The West’s consensus view is that so long as the economy keeps hauling millions of people out of poverty, the Communist Party can survive in power.
Its challenges are enormous. Twenty million people enter the job market each year and need to be found work.
A recent increase in local-level protests suggests millions more feel left behind by growth so far, and resentful. There is simmering popular anger about official corruption and environmental damage.
Yet the biggest challenge will be political.
Can China’s authoritarian leaders, who have risen to the pinnacle of a one-party state, be prevailed upon to accept competing visions of how the country should be governed, and even share power?
And can they do so before the tensions being stoked by such unprecedented social and economic upheaval become overwhelming?
Prof Spence does not ignore the risks, but sees more grounds for optimism.
He points to the ballooning number of university graduates, the emergence of grassroots civil groups, and the vast improvement in the education levels of top leaders as evidence that change will have to come.
“The whole idea of representation is being explored.
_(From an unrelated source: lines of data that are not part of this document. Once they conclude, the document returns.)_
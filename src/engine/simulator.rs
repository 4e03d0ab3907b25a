//! Command submission: match, fall back, play

use std::sync::Arc;

use tokio::sync::mpsc;

use crate::catalog::{ContextId, ContextLibrary, Transcript};

use super::events::PlaybackEvent;
use super::matcher::{self, MatchRule};
use super::scheduler::{Pacing, PlaybackScheduler, SessionHandle};

/// Engine behaviour knobs
#[derive(Debug, Clone, Copy, Default)]
pub struct SimulatorOptions {
    pub pacing: Pacing,
    /// Cancel a context's running sessions when a new command arrives there.
    /// Off by default: sessions are fire-and-forget.
    pub cancel_on_submit: bool,
}

/// Outcome of [`Simulator::submit_command`]
#[derive(Debug, Clone, PartialEq)]
pub enum Submission {
    /// Blank input; nothing was emitted
    Ignored,
    /// A catalog entry matched and is playing
    Playing {
        command: String,
        rule: MatchRule,
        session: SessionHandle,
    },
    /// Nothing matched; the fallback error line is playing
    Unrecognized { session: SessionHandle },
}

impl Submission {
    pub fn session(&self) -> Option<&SessionHandle> {
        match self {
            Submission::Ignored => None,
            Submission::Playing { session, .. } | Submission::Unrecognized { session } => {
                Some(session)
            }
        }
    }
}

/// The command-simulation engine
pub struct Simulator {
    library: Arc<ContextLibrary>,
    scheduler: PlaybackScheduler,
    options: SimulatorOptions,
}

impl Simulator {
    /// Create an engine and the event stream its presenter consumes
    pub fn new(
        library: Arc<ContextLibrary>,
        options: SimulatorOptions,
    ) -> (Self, mpsc::UnboundedReceiver<PlaybackEvent>) {
        let (tx, rx) = mpsc::unbounded_channel();
        let scheduler = PlaybackScheduler::new(tx, options.pacing);
        (
            Self {
                library,
                scheduler,
                options,
            },
            rx,
        )
    }

    pub fn library(&self) -> &ContextLibrary {
        &self.library
    }

    pub fn scheduler(&self) -> &PlaybackScheduler {
        &self.scheduler
    }

    pub fn options(&self) -> SimulatorOptions {
        self.options
    }

    /// Handle one Enter press in the console identified by `context`.
    ///
    /// Returns without waiting for playback. Must be called from within a
    /// tokio runtime.
    pub fn submit_command(&self, context: ContextId, raw: &str) -> Submission {
        let command = raw.trim();
        if command.is_empty() {
            return Submission::Ignored;
        }

        if self.options.cancel_on_submit {
            self.scheduler.cancel_context(context);
        }

        self.scheduler.emit(PlaybackEvent::CommandEchoed {
            context,
            command: command.to_string(),
        });

        match matcher::resolve(command, self.library.lookup(context)) {
            Some(found) => {
                tracing::info!(
                    context = %context,
                    input = command,
                    matched = found.command(),
                    rule = found.rule.as_str(),
                    "Command matched"
                );
                let session = self.scheduler.spawn(context, found.transcript());
                Submission::Playing {
                    command: found.command().to_string(),
                    rule: found.rule,
                    session,
                }
            }
            None => {
                tracing::info!(context = %context, input = command, "Command not recognized");
                let session = self.scheduler.spawn(context, &Transcript::unrecognized());
                Submission::Unrecognized { session }
            }
        }
    }
}
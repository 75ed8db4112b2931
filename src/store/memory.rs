//! In-process grid store.
//!
//! Keeps areas, projects and cells in memory behind an async `RwLock`. Spatial
//! predicates run on `geo` and tiles are encoded with [`MvtTileEncoder`].
//! Used when the server runs without a database and as the datastore of the
//! test suite.

use std::collections::{BTreeMap, HashMap, HashSet};
use std::sync::atomic::{AtomicUsize, Ordering};
use std::time::Duration;

use async_trait::async_trait;
use bytes::Bytes;
use geo::{BooleanOps, BoundingRect, Intersects};
use geo_types::MultiPolygon;
use tokio::sync::RwLock;
use uuid::Uuid;

use crate::error::StoreError;
use crate::geometry::BoundaryGeometry;
use crate::tile::{MvtTileEncoder, TileBounds};

use super::{
    AreaRecord, CellFilter, CellRecord, GridScope, GridStore, NewGridCell, ProjectRecord,
    ResolutionCount,
};

#[derive(Debug, Clone)]
struct StoredCell {
    project_id: Uuid,
    record: CellRecord,
}

#[derive(Default)]
struct Tables {
    areas: HashMap<Uuid, AreaRecord>,
    projects: HashMap<Uuid, ProjectRecord>,
    cells: Vec<StoredCell>,
}

impl Tables {
    fn filtered<'a>(&'a self, filter: &'a CellFilter) -> impl Iterator<Item = &'a CellRecord> + 'a {
        self.cells
            .iter()
            .filter(move |c| filter.matches(c.project_id, c.record.area_id))
            .map(|c| &c.record)
    }
}

/// Grid store held entirely in memory.
#[derive(Default)]
pub struct InMemoryGridStore {
    tables: RwLock<Tables>,
    encoder: MvtTileEncoder,

    /// Successful inserts before every further insert fails
    fail_inserts_after: Option<usize>,
    inserts: AtomicUsize,

    /// Latency added to every insert
    insert_delay: Option<Duration>,
}

impl InMemoryGridStore {
    pub fn new() -> Self {
        Self::default()
    }

    /// Add an area, creating its project if needed.
    pub fn with_area(mut self, area: AreaRecord) -> Self {
        let tables = self.tables.get_mut();
        tables.projects.entry(area.project_id).or_insert(ProjectRecord {
            id: area.project_id,
            boundary: None,
        });
        tables.areas.insert(area.id, area);
        self
    }

    /// Add (or replace) a project.
    pub fn with_project(mut self, project_id: Uuid, boundary: Option<BoundaryGeometry>) -> Self {
        self.tables.get_mut().projects.insert(
            project_id,
            ProjectRecord {
                id: project_id,
                boundary,
            },
        );
        self
    }

    /// Make every insert after the first `batches` fail with a query error.
    pub fn failing_inserts_after(mut self, batches: usize) -> Self {
        self.fail_inserts_after = Some(batches);
        self
    }

    /// Make every insert take at least `delay`.
    pub fn with_insert_delay(mut self, delay: Duration) -> Self {
        self.insert_delay = Some(delay);
        self
    }

    /// Number of successful batch inserts so far.
    pub fn insert_count(&self) -> usize {
        self.inserts.load(Ordering::SeqCst)
    }

    /// Snapshot of an area record.
    pub async fn area_snapshot(&self, area_id: Uuid) -> Option<AreaRecord> {
        self.tables.read().await.areas.get(&area_id).cloned()
    }

    /// Number of cells owned by `scope`.
    pub async fn scope_cell_count(&self, scope: &GridScope) -> usize {
        self.tables
            .read()
            .await
            .cells
            .iter()
            .filter(|c| scope.owns(c.project_id, c.record.area_id))
            .count()
    }
}

#[async_trait]
impl GridStore for InMemoryGridStore {
    async fn area(&self, area_id: Uuid) -> Result<Option<AreaRecord>, StoreError> {
        Ok(self.tables.read().await.areas.get(&area_id).cloned())
    }

    async fn project(&self, project_id: Uuid) -> Result<Option<ProjectRecord>, StoreError> {
        Ok(self.tables.read().await.projects.get(&project_id).cloned())
    }

    async fn delete_cells(&self, scope: &GridScope) -> Result<u64, StoreError> {
        let mut tables = self.tables.write().await;
        let before = tables.cells.len();
        tables
            .cells
            .retain(|c| !scope.owns(c.project_id, c.record.area_id));
        Ok((before - tables.cells.len()) as u64)
    }

    async fn insert_cells(&self, scope: &GridScope, cells: &[NewGridCell]) -> Result<(), StoreError> {
        if let Some(delay) = self.insert_delay {
            tokio::time::sleep(delay).await;
        }
        if let Some(limit) = self.fail_inserts_after {
            if self.inserts.load(Ordering::SeqCst) >= limit {
                return Err(StoreError::Query("insert rejected".to_string()));
            }
        }

        let mut tables = self.tables.write().await;
        tables.cells.extend(cells.iter().map(|cell| StoredCell {
            project_id: scope.project_id,
            record: CellRecord {
                h3_index: cell.h3_index.clone(),
                resolution: cell.resolution,
                area_id: scope.area_id,
                boundary: cell.boundary.clone(),
            },
        }));
        self.inserts.fetch_add(1, Ordering::SeqCst);
        Ok(())
    }

    async fn mark_grids_generated(&self, area_id: Uuid) -> Result<(), StoreError> {
        let mut tables = self.tables.write().await;
        match tables.areas.get_mut(&area_id) {
            Some(area) => {
                area.grids_generated = true;
                Ok(())
            }
            None => Err(StoreError::Query(format!("area {} does not exist", area_id))),
        }
    }

    async fn resolutions(&self, filter: &CellFilter) -> Result<Vec<ResolutionCount>, StoreError> {
        let tables = self.tables.read().await;
        let mut counts: BTreeMap<u8, u64> = BTreeMap::new();
        for cell in tables.filtered(filter) {
            *counts.entry(cell.resolution).or_default() += 1;
        }
        Ok(counts
            .into_iter()
            .map(|(resolution, count)| ResolutionCount { resolution, count })
            .collect())
    }

    async fn cells(
        &self,
        filter: &CellFilter,
        resolution: Option<u8>,
    ) -> Result<Vec<CellRecord>, StoreError> {
        let tables = self.tables.read().await;
        let mut cells: Vec<CellRecord> = tables
            .filtered(filter)
            .filter(|c| resolution.map_or(true, |r| c.resolution == r))
            .cloned()
            .collect();
        cells.sort_by(|a, b| (a.resolution, &a.h3_index).cmp(&(b.resolution, &b.h3_index)));
        Ok(cells)
    }

    async fn union_of_cells(
        &self,
        filter: &CellFilter,
        h3_indices: &[String],
    ) -> Result<Option<MultiPolygon<f64>>, StoreError> {
        let wanted: HashSet<&str> = h3_indices.iter().map(String::as_str).collect();
        let tables = self.tables.read().await;

        let mut union: Option<MultiPolygon<f64>> = None;
        for cell in tables
            .filtered(filter)
            .filter(|c| wanted.contains(c.h3_index.as_str()))
        {
            let part = MultiPolygon::new(vec![cell.boundary.clone()]);
            union = Some(match union {
                Some(acc) => acc.union(&part),
                None => part,
            });
        }
        Ok(union)
    }

    async fn cells_intersecting(
        &self,
        filter: &CellFilter,
        resolution: u8,
        geometry: &MultiPolygon<f64>,
    ) -> Result<Vec<CellRecord>, StoreError> {
        let cells = self.cells(filter, Some(resolution)).await?;
        Ok(cells
            .into_iter()
            .filter(|c| c.boundary.intersects(geometry))
            .collect())
    }

    async fn render_tile(
        &self,
        filter: &CellFilter,
        resolution: u8,
        bounds: &TileBounds,
    ) -> Result<Option<Bytes>, StoreError> {
        let bbox = bounds.to_lnglat();
        let cells: Vec<CellRecord> = self
            .cells(filter, Some(resolution))
            .await?
            .into_iter()
            .filter(|c| {
                c.boundary
                    .bounding_rect()
                    .map_or(false, |rect| rect.intersects(&bbox))
            })
            .collect();

        self.encoder.encode(&cells, bounds)
    }
}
Remember China had a hard time with representative government, which fell apart under the warlord era [in 1915].
“China is backtracking into the past, looking for ways of making changes. We could wish they changed much faster, but we should be glad they are changing at the speed they are,” he says.
Happy people don’t revolt. The government has to keep the people happy, with continued prosperity and security. I also thought this observation was interesting.
Mr Spence hints that while British traders were there first, it is now only the US which realises China’s future potential.
“In the UK, one gets the sense that people think it’s just another country,” he says.
This is fascinating considering that many European nations, including the UK, are going to boycott the opening ceremonies. Bush has said he will attend, and I’ve written that I think this is an exceptionally good idea. Ignore China at your peril.